CLUB BRAT is a high-intensity punk/noise pop band defying traditional labels, blending jagged guitars, bass-heavy dissonance, and volatile rhythmic urgency. Originally from Peterborough and now split between Bristol and London, the five-piece formed in 2023 and quickly earned a reputation for unpredictable live shows and a relentless DIY ethos, while still working with some of underground music’s most respected engineers.

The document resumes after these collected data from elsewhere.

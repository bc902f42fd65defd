//! Route registration: collects all module routes + system endpoints.

use std::time::Duration;

use axum::http::header::CONTENT_TYPE;
use axum::http::{HeaderValue, Method};
use axum::response::IntoResponse;
use axum::routing::get;
use axum::Router;
use tower_http::cors::{AllowOrigin, CorsLayer};

/// Build the complete router with all routes.
pub fn build_router(module_routes: Vec<(&str, Router)>, cors: CorsLayer) -> Router {
    // System endpoints.
    let mut app = Router::new()
        .route("/health", get(health))
        .route("/version", get(version));

    // Mount each module's routes under /{module_name}.
    for (name, router) in module_routes {
        app = app.nest(&format!("/{}", name), router);
    }

    app.layer(cors)
}

/// CORS for the browser frontend. No origins configured means any origin.
pub fn cors_layer(origins: &[String]) -> anyhow::Result<CorsLayer> {
    let allow_origin = if origins.is_empty() {
        AllowOrigin::any()
    } else {
        let values = origins
            .iter()
            .map(|o| {
                HeaderValue::from_str(o)
                    .map_err(|e| anyhow::anyhow!("invalid CORS origin '{}': {}", o, e))
            })
            .collect::<anyhow::Result<Vec<_>>>()?;
        AllowOrigin::list(values)
    };
    Ok(CorsLayer::new()
        .allow_origin(allow_origin)
        .allow_methods([Method::GET, Method::POST, Method::PATCH, Method::OPTIONS])
        .allow_headers([CONTENT_TYPE])
        .max_age(Duration::from_secs(60 * 60)))
}

async fn health() -> impl IntoResponse {
    axum::Json(serde_json::json!({
        "status": "ok",
    }))
}

async fn version() -> impl IntoResponse {
    axum::Json(serde_json::json!({
        "name": "faenad",
        "version": env!("CARGO_PKG_VERSION"),
    }))
}
use axum::{
    extract::{
        rejection::{JsonRejection, PathRejection, QueryRejection},
        Path, Query, State,
    },
    routing::{get, patch, post},
    Json, Router,
};
use serde::Deserialize;

use faena_core::{ApiCreated, ApiResult, Envelope, PageParams};

use crate::model::{CantidadDeclarada, NuevaTropa, Tropa, TropaFilters};
use super::AppState;

pub fn routes() -> Router<AppState> {
    Router::new()
        .route("/tropas", post(create_tropa).get(list_tropas))
        .route("/tropas/{id}", get(get_tropa).patch(update_tropa))
        .route("/tropas/{id}/detalles/{detalle_id}", patch(update_detalle))
}

#[derive(Deserialize)]
#[serde(rename_all = "camelCase")]
struct TropaQuery {
    page: Option<usize>,
    limit: Option<usize>,
    titular_faena_id: Option<i64>,
    numero: Option<String>,
}

async fn create_tropa(
    State(svc): State<AppState>,
    body: Result<Json<NuevaTropa>, JsonRejection>,
) -> ApiCreated<Tropa> {
    let Json(body) = body?;
    let tropa = svc.create_tropa(body)?;
    let message = format!("tropa {} registered", tropa.numero);
    Ok(Envelope::created(tropa, message))
}

async fn list_tropas(
    State(svc): State<AppState>,
    query: Result<Query<TropaQuery>, QueryRejection>,
) -> ApiResult<Vec<Tropa>> {
    let Query(q) = query?;
    let page = PageParams::new(q.page, q.limit);
    let filters = TropaFilters {
        titular_faena_id: q.titular_faena_id,
        numero: q.numero,
    };
    Ok(Envelope::paginated(svc.list_tropas(&page, &filters)?, &page))
}

async fn get_tropa(
    State(svc): State<AppState>,
    path: Result<Path<i64>, PathRejection>,
) -> ApiResult<Tropa> {
    let Path(id) = path?;
    Ok(Envelope::success(svc.get_tropa(id)?))
}

async fn update_tropa(
    State(svc): State<AppState>,
    path: Result<Path<i64>, PathRejection>,
    body: Result<Json<serde_json::Value>, JsonRejection>,
) -> ApiResult<Tropa> {
    let Path(id) = path?;
    let Json(patch) = body?;
    Ok(Envelope::with_message(svc.update_tropa(id, patch)?, "tropa updated"))
}

async fn update_detalle(
    State(svc): State<AppState>,
    path: Result<Path<(i64, i64)>, PathRejection>,
    body: Result<Json<CantidadDeclarada>, JsonRejection>,
) -> ApiResult<Tropa> {
    let Path((id, detalle_id)) = path?;
    let Json(body) = body?;
    Ok(Envelope::with_message(
        svc.update_tropa_detalle(id, detalle_id, body.cantidad)?,
        "declared quantity updated",
    ))
}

Their upcoming EP, ‘Four Songs’ (out 12th September via VENN Records), was recorded at HUMM Studios with Dom Mitchison and Archie Jones, and mastered by Bob Weston of Shellac – a clear nod to the Albini school of stark, unvarnished production. But the EP isn’t political in content – it’s political in form: concise, deliberate, and unapologetically direct. Yet CLUB BRAT resists comfortable interpretation. Their songs provoke, not preach – inviting listeners to draw their own conclusions and turning each encounter into something personal and open-ended.
Following on from their ‘Goodbye Pop Culture’ single released last month, Club Brat are set to reveal another track from the EP titled ’25 Cameras’. Perfectly compressing the bands discordant, uninhabited sound, ’25 Cameras’ is wiry, jagged and deliberately feral.
“With ‘25 Cameras’, we wanted to capture the feeling of being constantly watched – the claustrophobia, the urgency, the tension that never lets up,” explains guitarist Joe Smith. “It channels the nervous system of Gang of Four through the brute force of METZ. At its heart, it’s a hymn to media culture – restless, uneasy, and impossible to ignore.”
“It’s about scrutiny – about being watched and inspected, “adds vocalist Ike McCormick. “Whether it speaks to an individual, a collective, or an authority. It is left open to the listener.”
Club Brat previously worked with Don Zientara of Inner Ear Studios – legendary for his work with Fugazi – who described CLUB BRAT as: “A locomotive… who can REALLY put it into song”, and they’ve shared stages with Scream and HR (Bad Brains) and appeared at Rebellion Festival. Drawing from Fugazi, Idles, and The Pixies to Drum ’n’ Bass and early 2000s Alternative, CLUB BRAT refuses to be boxed in by genre. What defines them isn’t style – it’s urgency: raw, confrontational, and constantly evolving. Or, as Steve Ignorant of CRASS puts it: “Miss out on this band at your peril – inspiring, entrancing and unstoppable – they are coming your way!”